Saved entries
- - - -
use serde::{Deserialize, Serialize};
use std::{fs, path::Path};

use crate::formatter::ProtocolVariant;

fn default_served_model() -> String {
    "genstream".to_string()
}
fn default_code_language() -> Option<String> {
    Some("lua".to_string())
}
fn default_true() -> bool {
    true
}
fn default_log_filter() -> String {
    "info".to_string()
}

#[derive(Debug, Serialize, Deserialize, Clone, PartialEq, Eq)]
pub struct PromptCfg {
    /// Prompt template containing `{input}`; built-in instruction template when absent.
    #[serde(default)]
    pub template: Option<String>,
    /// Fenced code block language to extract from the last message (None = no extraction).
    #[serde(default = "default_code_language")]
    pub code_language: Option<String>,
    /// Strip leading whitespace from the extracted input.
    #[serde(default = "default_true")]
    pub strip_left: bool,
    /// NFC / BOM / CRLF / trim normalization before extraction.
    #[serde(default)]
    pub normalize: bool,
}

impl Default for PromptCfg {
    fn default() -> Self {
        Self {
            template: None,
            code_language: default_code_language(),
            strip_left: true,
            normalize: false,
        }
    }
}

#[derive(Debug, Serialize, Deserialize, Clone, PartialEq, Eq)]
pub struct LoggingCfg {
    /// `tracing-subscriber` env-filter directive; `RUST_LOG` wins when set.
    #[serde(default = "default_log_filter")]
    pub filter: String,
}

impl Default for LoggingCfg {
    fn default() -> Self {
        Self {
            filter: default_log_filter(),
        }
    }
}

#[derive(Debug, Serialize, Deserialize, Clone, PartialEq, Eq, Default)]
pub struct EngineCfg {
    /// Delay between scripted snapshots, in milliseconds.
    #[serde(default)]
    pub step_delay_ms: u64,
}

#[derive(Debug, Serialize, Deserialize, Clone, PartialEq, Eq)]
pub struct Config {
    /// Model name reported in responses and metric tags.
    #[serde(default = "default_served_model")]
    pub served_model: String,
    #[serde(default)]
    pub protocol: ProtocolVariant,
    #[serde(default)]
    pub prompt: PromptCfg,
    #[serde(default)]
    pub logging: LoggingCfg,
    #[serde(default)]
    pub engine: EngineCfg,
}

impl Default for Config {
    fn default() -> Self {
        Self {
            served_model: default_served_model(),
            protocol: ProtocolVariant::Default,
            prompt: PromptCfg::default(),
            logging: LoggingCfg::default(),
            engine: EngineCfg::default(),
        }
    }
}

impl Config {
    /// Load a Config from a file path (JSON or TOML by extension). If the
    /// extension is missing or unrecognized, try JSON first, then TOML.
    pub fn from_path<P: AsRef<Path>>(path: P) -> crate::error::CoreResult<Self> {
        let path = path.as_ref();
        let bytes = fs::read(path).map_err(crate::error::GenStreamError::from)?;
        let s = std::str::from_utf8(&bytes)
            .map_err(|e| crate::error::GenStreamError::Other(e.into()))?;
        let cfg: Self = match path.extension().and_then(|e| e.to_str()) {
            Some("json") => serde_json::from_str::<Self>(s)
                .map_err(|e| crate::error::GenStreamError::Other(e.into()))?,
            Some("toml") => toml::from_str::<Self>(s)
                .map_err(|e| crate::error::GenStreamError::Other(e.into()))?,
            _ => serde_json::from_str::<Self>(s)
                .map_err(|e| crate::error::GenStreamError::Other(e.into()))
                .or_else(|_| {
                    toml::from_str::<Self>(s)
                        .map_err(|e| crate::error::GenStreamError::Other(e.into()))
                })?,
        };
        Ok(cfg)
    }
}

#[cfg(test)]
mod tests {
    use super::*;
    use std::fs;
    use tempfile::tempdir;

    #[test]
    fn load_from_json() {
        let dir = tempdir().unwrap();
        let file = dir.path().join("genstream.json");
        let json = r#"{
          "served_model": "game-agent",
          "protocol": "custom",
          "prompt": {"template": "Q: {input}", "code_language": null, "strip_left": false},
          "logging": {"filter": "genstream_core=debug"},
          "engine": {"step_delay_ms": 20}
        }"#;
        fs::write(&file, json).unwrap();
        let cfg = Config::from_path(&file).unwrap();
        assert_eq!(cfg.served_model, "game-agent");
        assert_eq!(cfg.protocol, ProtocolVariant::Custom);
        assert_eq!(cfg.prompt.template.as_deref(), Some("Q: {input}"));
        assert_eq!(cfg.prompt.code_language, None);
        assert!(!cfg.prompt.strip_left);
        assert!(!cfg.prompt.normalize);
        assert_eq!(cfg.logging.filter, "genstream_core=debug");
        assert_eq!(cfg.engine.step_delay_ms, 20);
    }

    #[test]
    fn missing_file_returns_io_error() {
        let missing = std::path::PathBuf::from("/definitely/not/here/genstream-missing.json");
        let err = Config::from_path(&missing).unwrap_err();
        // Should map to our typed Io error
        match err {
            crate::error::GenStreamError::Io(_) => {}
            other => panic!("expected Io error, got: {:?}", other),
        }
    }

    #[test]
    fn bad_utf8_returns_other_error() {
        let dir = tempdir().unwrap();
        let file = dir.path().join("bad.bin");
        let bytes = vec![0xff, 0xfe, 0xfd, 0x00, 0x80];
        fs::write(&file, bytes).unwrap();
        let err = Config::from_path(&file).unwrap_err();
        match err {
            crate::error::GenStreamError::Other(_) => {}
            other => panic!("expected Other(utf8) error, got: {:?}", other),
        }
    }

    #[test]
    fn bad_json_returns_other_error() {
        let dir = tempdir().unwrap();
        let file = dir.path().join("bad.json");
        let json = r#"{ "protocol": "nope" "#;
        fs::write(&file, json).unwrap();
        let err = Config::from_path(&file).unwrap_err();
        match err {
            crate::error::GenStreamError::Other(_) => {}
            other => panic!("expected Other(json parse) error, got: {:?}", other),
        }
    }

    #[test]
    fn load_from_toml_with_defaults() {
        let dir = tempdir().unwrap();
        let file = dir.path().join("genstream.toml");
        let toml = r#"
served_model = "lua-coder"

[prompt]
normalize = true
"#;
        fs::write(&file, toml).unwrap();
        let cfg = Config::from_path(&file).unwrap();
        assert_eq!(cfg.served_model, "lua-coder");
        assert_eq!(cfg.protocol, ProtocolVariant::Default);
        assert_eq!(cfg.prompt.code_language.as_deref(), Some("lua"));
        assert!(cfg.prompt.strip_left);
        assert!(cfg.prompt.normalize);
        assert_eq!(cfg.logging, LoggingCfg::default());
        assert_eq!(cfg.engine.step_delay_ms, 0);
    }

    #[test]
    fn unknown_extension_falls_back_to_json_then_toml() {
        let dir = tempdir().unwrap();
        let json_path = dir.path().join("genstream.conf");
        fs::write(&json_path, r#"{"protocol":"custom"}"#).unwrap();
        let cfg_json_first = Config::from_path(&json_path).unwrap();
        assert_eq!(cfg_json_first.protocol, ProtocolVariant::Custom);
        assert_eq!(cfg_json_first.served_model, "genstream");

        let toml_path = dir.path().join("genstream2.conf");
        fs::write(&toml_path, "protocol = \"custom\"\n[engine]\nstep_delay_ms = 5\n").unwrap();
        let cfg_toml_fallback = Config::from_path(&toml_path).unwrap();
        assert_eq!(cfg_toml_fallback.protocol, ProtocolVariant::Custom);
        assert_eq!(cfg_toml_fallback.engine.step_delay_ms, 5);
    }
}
- - - -
### DIRECTIONS FOR THIS TASK
All that is wanted is a faithful reproduction of the line above with "use crate::formatter::ProtocolVariant;", the line with "pub struct PromptCfg", and every line in between.

### EXERCISE SOLUTION
use crate::formatter::ProtocolVariant;

fn default_served_model() -> String {
    "genstream".to_string()
}
fn default_code_language() -> Option<String> {
    Some("lua".to_string())
}
fn default_true() -> bool {
    true
}
fn default_log_filter() -> String {
    "info".to_string()
}

#[derive(Debug, Serialize, Deserialize, Clone, PartialEq, Eq)]
pub struct PromptCfg {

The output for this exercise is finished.